> **What you need to do**:
Determine the number of lines in the data below that contain the string "impl", and respond with that number alone.
BEGIN Task input
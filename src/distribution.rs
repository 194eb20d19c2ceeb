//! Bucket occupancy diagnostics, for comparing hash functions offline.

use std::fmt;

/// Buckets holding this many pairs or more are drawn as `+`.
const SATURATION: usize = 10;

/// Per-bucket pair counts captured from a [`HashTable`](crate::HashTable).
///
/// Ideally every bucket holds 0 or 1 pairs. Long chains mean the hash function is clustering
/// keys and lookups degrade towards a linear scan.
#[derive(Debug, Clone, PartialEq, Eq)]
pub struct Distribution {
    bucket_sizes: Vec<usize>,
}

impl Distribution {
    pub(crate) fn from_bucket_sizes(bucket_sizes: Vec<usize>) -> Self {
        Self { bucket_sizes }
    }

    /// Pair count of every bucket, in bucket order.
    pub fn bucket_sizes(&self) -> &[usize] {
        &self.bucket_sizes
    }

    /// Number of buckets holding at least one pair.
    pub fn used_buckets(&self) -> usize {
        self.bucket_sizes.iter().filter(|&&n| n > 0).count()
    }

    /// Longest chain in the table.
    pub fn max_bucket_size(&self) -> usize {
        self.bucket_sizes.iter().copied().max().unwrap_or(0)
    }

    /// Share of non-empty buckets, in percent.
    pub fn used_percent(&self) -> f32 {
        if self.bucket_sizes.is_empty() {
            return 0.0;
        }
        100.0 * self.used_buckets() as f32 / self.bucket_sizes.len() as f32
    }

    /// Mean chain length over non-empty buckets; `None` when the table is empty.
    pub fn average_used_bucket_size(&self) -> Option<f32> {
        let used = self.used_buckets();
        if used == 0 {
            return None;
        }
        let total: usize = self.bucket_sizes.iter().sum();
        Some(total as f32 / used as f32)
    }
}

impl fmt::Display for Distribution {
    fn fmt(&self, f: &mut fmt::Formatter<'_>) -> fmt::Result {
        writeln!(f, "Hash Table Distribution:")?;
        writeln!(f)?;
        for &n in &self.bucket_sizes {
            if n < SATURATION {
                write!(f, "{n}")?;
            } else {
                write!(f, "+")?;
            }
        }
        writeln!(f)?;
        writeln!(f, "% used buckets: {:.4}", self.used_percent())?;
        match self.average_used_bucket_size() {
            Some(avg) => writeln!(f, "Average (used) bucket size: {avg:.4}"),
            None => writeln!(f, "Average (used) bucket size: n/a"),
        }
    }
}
END Task input
> **Task output**:
2